Volunteers expressed positivity toward information sharing from the clinic staff, but they also observed good communication within the clinic. When the volunteers noticed how effectively the staff handled the uncertainties of client intake by maintaining shared awareness, they felt that the clinic was operating successfully, contributing to positive role satisfaction.

“The clinic staff kept in constant communication to make sure the pharmacy team was drawing up the correct number of doses to match the number of patients coming through, so that all seemed pretty flawless to me.” (V16).

However, the volunteers also experienced negative aspects of communication that contributed to poor situational awareness and ultimately fueled negative role satisfaction. Miscommunications occurred about responsibilities, expectations, updated protocols, and changes to the clinic workflow, making them feel siloed from other staff’s information.

“It’s very much ‘we’ and ‘they.’ You have a supervisor of the medical staff, and you have a supervisor of the volunteers. Then something changes, and either we know about it, and the paid staff don’t, or the paid staff have changed something, and the volunteers know nothing about it.” (V03).

Volunteer participants desired better communication. However, miscommunications could still occur about their tasks, leading to conflicts between staff and other volunteers and requiring supervisor escalation. Confusion about cleaning expectations was one example, where participants explained their experiences navigating updated protocols, especially when aspects of the clinic changed quickly:

“The last time I was working [I was told] we’re not supposed to dry, and I said, well, actually, I just asked this morning… and was told that no, we are drying.” (V02).

Clarifying the cleaning policy may have addressed the conflict for one instance. However, this negatively influenced role satisfaction. While receiving new information became challenging in some clinics, volunteers also expressed having fewer opportunities to share feedback or suggestions, and some volunteers wondered if they should start seeking volunteer opportunities elsewhere.

“And it got to the point where I second guess myself if I have a suggestion to make. If I want to discuss something with them, it’s a pretty short discussion now; it’s not a friendly back-and-forth. Maybe it’s time for me to move on to something else. I just get a feeling it’s not quite the warm fuzzy place it was at one time.” (V19).

Teamwork meant volunteers had a personal and positive experience working with clinic staff, including interacting with staff to resolve issues.
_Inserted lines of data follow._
pub(crate) mod meta;
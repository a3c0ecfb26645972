use super::Face;

/// Keep the highest or lowest `n` faces of a roll
#[derive(Debug, Clone, Copy, PartialEq, Eq)]
pub enum Keep {
    High(usize),
    Low(usize),
}

impl Keep {
    pub fn count(&self) -> usize {
        match *self {
            Keep::High(n) | Keep::Low(n) => n,
        }
    }

    /// Sort `faces` ascending and mark everything outside the kept window as dropped
    pub fn apply(&self, mut faces: Vec<Face>) -> Vec<Face> {
        faces.sort();
        let n = self.count().min(faces.len());
        let kept = match self {
            Keep::High(_) => faces.len() - n..faces.len(),
            Keep::Low(_) => 0..n,
        };
        for (index, face) in faces.iter_mut().enumerate() {
            face.kept = kept.contains(&index);
        }
        faces
    }
}

impl std::fmt::Display for Keep {
    fn fmt(&self, f: &mut std::fmt::Formatter<'_>) -> std::fmt::Result {
        match self {
            Keep::High(n) => write!(f, "kh{n}"),
            Keep::Low(n) => write!(f, "kl{n}"),
        }
    }
}
use super::roll::format_error;
use super::roll::scan;
use super::utils::send_reply;
use super::utils::PREFIX_SIGIL;
use fudgeroll_lib::dice::Critic;
use fudgeroll_lib::solver::Options;
use serenity::async_trait;
use serenity::model::channel::Message;
use serenity::model::event::ResumedEvent;
use serenity::model::gateway::Ready;
use serenity::model::id::ChannelId;
use serenity::model::prelude::ReactionType;
use serenity::prelude::Context;
use serenity::prelude::EventHandler;
use std::collections::HashSet;
use tracing::debug;
use tracing::error;
use tracing::info;

const TWEMOJI_MIN: &str = "🥶";
const TWEMOJI_MAX: &str = "🤩";

pub(crate) struct Handler {
    pub(crate) options: Options,
    /// Where unexpected failures are reported
    pub(crate) operator: Option<ChannelId>,
}

impl Handler {
    async fn report(&self, ctx: &Context, msg: &Message, token: &str, why: &str) {
        error!("Failed to solve `{}` from `{}`: {}", token, msg.author.name, why);
        if let Some(operator) = self.operator {
            let report = format!(
                "**failure** solving `{}` for **{}** in <#{}>\n{}",
                token, msg.author.name, msg.channel_id, why
            );
            if let Err(why) = operator.say(&ctx.http, report).await {
                error!("Could not reach operator channel: {:?}", why);
            }
        }
    }

    async fn react_to_critics(ctx: &Context, msg: &Message, critics: &HashSet<Critic>) {
        for critic in critics.iter() {
            let twemoji = match critic {
                Critic::Max => TWEMOJI_MAX,
                Critic::Min => TWEMOJI_MIN,
                Critic::Not => continue,
            };
            if let Err(why) = msg
                .react(ctx, ReactionType::Unicode(twemoji.to_string()))
                .await
            {
                debug!("Could not react to roll: {:?}", why);
            }
        }
    }
}

#[async_trait]
impl EventHandler for Handler {
    async fn message(&self, ctx: Context, msg: Message) {
        if msg.author.bot || msg.content.starts_with(PREFIX_SIGIL) {
            return;
        }
        let found = scan(&msg.content, &self.options);
        for (token, failure) in found.unexpected.iter() {
            self.report(&ctx, &msg, token, &format_error(failure)).await;
        }
        let reply = match found.reply() {
            Some(reply) => reply,
            None => return,
        };
        if msg.guild_id.is_none() {
            debug!("Rolling in direct message with `{}`", msg.author.name);
        }
        match send_reply(&ctx, &msg, &reply).await {
            Ok(sent) => Self::react_to_critics(&ctx, &sent, &found.critics).await,
            Err(why) => self.report(&ctx, &msg, &msg.content, &format!("{:?}", why)).await,
        }
    }

    async fn ready(&self, _: Context, ready: Ready) {
        info!(
            "Connected as `{}` in {} guilds",
            ready.user.name,
            ready.guilds.len()
        );
        if self.operator.is_none() {
            info!("No operator channel, failures are only logged");
        }
    }

    async fn resume(&self, _: Context, _: ResumedEvent) {
        debug!("Resumed");
    }
}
The participants described how their own actions enabled them to break down the invisible barriers that separated the clinic staff from the volunteers. Interacting with other staff on a first-name basis was perceived as having improved the volunteers’ sense of belonging to the clinic team and their role satisfaction.

“Being more of a people person, I know more of the staff because I talked to them, whereas a lot of volunteers don’t ever talk to the staff, so there’s very much that separation… A lot of the staff know me by name now… I call it the cheers effect.” (V03).

These relationships sometimes advanced further into collaborative strategy development for improving client flow in the face of changes to the context in which people were arriving for their vaccine:

“For both first dose and second dose priority lines, I’d huddle with the security and the other volunteers, and we’d say, what are we gonna do? How are we gonna handle this?” (V13).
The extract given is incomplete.